"Aye, I remember now—he
spoke Welsh to me. I switched over to English pretty smartly, mind, when I realised
how good he was."
"Typical."
"Well, I was brought up in
the Valleys. Welsh is only my second language, see. You don't like to be put to
shame in your own country by an Englishman."
"Good heavens, no."
"And you say this vicar
thought he topped himself because he couldn't turn it on in the church?"
That was what he said."
"Sounds highly unlikely to
me," Guto said. "Red hot, he was. And it's not an easy language to
learn. This is what you wanted to tell Morelli?"
"More or less." She
told him how Berry Morelli had gone to Y Groes with Giles Freeman and returned
feeling very funny, disturbed over some son of dubious psychic experience.
"And when Freeman snuffed it suddenly, he got very upset. And now these other
two people. Giles's in-laws . . .Well, gosh, it's even made me think. It's a
lot of deaths, isn't it?"
"Probably more than you
know," Guto said. "But it's all explained and, after all, they
were—"
He'd been about to say they
were all English, but stopped himself on the grounds that she could do a man a
lot of damage, this one.
"Well, I'm going there
tomorrow night," he said.
"I heard."
"So if you want to tag along,
it'll be one more in the audience."
"Super," Miranda said.
"I look forward to it. Where do you think Morelli's gone? Will he be there
tomorrow?"
"How should I know?"
"It's snowing again."
Miranda said, switching out the bedside light so they could see the white blobs
buffeting the long window. "Quite hard, too."
"Berry, wake up. Please."
He turned his head into the
steam from a white cup of black tea.
"What's the time,
Beth?"
"Nearly four-thirty. I'm
sorry to wake you, but my thoughts are killing me."
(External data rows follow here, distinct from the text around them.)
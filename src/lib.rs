//! # screenprinter - Text Screens and Arrow-Key Menus for Terminal Games
//!
//! Presentation layer for simple text-based games: prints screens of text with optional
//! centering, frames and typewriter pacing, and runs menus the player navigates with the
//! arrow keys.
//!
//! ## Features
//!
//! - **Alignment**: center content horizontally, vertically, or both
//! - **Frames**: box borders around the whole screen, the menu options, or both
//! - **Typewriter pacing**: instant, per-line or per-character writes
//! - **Menus**: circular Up/Down selection confirmed with Enter, no arrow jitter
//! - **Stale input protection**: keys pressed while text is still animating are dropped
//!
//! ## Architecture
//!
//! - [`error`] - Centralized error types and handling
//! - [`layout`] - Pure line transforms: centering, padding, arrows, borders
//! - [`input`] - Key sources and the menu navigation state machine
//! - [`render`] - Settings, output surfaces and the [`ScreenRenderer`]
//! - [`terminal`] - Raw-mode session for the host terminal

// Core modules
pub mod error;
pub mod layout;

// Subsystems
pub mod input;
pub mod render;
pub mod terminal;

#[cfg(feature = "config")]
pub mod config;

// Re-export commonly used types for convenience
pub use error::{Result, ScreenError};

// Public API surface for external usage
pub use input::{KeySource, TerminalKeys};
pub use layout::{ArrowPosition, BorderGlyphs};
pub use render::{
    Alignment, BorderStyle, OutputSurface, RenderSettings, ScreenRenderer, SettingsUpdate,
    TerminalOutput, WriteStyle,
};
pub use terminal::TerminalSession;

// Version information
pub const VERSION: &str = env!("CARGO_PKG_VERSION");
He sat up, took the cup. Waking
wasn't so hard.
"Please can we talk. About
everything."
"We can try, kid,"
Berry said. He'd called her Beth and he'd called her kid, and she hadn't
reacted. She must be serious about this.
"OK," he said.
"So what are we into here? One sentence. One word. Say it."
Bethan said, "Magic."
"That's the word,"
Berry said. 'That's the word we've been walking all around and poking at with
the end of a stick on account of we don't like to touch it."
"Perhaps there are two
words," Bethan said.
"And the other one,"
Berry said, taking her hand, "is black. Right?"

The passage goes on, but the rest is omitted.